-- Exercise data follows --

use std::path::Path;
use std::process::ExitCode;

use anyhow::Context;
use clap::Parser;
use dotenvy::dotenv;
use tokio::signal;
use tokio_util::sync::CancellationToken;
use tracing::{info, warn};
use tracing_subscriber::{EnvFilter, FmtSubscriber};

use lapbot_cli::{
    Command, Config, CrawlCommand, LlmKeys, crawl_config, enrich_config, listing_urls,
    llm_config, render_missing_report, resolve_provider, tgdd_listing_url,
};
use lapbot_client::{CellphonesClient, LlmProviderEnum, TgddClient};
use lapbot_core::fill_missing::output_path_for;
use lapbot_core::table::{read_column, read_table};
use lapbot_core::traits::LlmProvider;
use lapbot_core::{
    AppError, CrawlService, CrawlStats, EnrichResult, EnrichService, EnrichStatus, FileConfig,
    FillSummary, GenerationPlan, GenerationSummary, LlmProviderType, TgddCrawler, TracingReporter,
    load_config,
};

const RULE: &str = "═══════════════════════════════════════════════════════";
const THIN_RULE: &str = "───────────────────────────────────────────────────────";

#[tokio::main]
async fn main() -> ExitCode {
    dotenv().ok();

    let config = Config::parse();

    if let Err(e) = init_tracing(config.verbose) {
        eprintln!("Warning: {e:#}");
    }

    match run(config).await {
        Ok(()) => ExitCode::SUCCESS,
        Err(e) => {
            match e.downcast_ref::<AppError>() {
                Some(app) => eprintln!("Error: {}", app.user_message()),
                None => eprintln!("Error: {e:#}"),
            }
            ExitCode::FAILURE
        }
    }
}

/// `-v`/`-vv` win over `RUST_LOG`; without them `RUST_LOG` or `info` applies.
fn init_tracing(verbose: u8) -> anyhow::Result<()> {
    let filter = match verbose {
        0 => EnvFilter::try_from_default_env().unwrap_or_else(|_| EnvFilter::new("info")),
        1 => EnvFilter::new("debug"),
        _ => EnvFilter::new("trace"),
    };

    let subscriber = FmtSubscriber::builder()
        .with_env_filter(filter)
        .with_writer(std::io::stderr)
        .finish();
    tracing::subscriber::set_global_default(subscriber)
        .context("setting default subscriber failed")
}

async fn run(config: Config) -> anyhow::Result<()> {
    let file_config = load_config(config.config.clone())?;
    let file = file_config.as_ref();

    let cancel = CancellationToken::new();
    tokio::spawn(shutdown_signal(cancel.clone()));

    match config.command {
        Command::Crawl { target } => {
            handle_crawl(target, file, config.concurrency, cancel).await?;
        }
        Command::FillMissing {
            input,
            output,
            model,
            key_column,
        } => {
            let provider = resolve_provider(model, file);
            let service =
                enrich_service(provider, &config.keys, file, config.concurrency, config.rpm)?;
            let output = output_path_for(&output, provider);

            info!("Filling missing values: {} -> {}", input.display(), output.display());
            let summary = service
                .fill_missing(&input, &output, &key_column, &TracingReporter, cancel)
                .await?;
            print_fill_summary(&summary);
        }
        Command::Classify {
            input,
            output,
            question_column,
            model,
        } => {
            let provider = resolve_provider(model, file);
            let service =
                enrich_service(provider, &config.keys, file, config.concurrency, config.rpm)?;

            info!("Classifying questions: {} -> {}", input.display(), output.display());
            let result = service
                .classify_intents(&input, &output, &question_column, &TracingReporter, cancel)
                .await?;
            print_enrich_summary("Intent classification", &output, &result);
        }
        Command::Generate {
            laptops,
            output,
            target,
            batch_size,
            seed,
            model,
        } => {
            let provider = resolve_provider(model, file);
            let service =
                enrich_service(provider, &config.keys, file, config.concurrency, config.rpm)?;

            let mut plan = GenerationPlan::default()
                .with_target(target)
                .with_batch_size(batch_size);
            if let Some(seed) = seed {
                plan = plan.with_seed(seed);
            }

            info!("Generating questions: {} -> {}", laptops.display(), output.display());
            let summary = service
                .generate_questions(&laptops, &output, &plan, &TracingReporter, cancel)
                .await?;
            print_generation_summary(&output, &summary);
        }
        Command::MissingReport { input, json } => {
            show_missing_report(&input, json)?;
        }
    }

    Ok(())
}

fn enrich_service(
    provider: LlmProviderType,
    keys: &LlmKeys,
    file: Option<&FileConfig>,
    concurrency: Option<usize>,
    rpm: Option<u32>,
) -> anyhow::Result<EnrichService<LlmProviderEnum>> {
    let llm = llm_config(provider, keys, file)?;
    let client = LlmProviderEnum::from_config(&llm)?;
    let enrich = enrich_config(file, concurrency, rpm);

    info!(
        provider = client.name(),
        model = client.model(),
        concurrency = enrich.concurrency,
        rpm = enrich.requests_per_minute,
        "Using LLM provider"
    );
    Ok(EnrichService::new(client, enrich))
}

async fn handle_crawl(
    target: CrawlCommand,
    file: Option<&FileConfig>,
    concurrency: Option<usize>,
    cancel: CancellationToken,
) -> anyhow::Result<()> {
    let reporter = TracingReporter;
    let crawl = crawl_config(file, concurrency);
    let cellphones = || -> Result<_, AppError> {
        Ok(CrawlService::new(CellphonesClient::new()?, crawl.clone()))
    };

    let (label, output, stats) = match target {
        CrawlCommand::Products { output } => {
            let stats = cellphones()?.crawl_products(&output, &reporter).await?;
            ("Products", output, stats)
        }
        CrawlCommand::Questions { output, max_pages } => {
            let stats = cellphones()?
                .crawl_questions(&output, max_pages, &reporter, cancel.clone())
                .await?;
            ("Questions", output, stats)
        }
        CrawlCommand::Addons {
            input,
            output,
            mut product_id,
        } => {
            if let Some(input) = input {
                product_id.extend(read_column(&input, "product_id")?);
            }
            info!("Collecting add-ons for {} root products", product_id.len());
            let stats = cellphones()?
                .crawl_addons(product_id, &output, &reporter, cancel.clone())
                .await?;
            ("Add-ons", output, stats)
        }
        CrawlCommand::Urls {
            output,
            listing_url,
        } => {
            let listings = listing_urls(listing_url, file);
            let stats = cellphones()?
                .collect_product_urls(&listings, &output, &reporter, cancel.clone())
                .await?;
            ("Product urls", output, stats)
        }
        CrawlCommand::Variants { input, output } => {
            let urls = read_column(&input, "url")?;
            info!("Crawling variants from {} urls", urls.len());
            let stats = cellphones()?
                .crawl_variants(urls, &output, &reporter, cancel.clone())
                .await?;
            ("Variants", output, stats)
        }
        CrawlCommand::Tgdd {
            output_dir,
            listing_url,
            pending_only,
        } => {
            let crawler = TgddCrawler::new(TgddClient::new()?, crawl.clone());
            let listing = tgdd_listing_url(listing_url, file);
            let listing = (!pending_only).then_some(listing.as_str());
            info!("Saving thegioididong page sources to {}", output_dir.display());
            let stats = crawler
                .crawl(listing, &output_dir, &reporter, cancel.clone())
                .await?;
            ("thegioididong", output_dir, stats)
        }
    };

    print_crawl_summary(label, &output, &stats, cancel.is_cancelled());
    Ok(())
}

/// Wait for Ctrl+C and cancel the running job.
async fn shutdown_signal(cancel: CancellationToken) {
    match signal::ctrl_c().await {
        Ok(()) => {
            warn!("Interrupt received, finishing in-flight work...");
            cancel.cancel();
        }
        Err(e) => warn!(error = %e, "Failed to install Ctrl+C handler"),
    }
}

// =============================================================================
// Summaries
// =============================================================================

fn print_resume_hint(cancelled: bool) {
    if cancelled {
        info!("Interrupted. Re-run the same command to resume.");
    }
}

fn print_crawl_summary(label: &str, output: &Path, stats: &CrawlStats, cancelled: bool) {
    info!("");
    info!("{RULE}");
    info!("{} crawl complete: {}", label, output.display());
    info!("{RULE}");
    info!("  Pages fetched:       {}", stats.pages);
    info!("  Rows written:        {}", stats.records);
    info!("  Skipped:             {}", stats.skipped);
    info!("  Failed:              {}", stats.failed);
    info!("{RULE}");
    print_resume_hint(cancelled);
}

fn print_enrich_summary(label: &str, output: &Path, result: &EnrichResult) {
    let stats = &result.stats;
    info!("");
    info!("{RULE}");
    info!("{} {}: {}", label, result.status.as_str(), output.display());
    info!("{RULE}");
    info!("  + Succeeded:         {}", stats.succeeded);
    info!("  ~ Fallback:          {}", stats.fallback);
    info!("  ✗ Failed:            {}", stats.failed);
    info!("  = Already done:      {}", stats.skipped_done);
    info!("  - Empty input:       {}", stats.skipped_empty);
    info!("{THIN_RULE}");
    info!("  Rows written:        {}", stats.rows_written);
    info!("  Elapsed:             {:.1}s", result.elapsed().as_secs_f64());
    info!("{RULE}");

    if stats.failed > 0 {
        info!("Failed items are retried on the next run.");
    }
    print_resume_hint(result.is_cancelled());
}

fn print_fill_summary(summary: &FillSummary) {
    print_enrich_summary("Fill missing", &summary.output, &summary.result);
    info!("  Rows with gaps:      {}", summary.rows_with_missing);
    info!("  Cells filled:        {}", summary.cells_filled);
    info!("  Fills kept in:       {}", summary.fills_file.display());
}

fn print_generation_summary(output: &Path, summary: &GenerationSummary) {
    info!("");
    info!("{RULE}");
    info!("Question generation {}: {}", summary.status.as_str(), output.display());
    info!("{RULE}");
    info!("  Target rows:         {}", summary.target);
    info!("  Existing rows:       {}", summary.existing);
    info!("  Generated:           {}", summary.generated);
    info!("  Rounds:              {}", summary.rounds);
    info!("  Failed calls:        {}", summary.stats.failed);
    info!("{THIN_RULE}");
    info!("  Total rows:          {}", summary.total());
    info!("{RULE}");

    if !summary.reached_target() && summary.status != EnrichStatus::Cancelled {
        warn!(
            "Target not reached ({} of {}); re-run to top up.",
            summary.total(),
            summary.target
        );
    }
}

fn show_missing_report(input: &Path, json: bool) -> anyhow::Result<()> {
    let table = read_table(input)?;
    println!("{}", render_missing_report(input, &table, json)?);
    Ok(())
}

-- Exercise data concluded --

◆ **Task instructions**
Copy out the lines of the data where the word "written" can be found.

◆ **Exercise output**
    info!("  Rows written:        {}", stats.records);
    info!("  Rows written:        {}", stats.rows_written);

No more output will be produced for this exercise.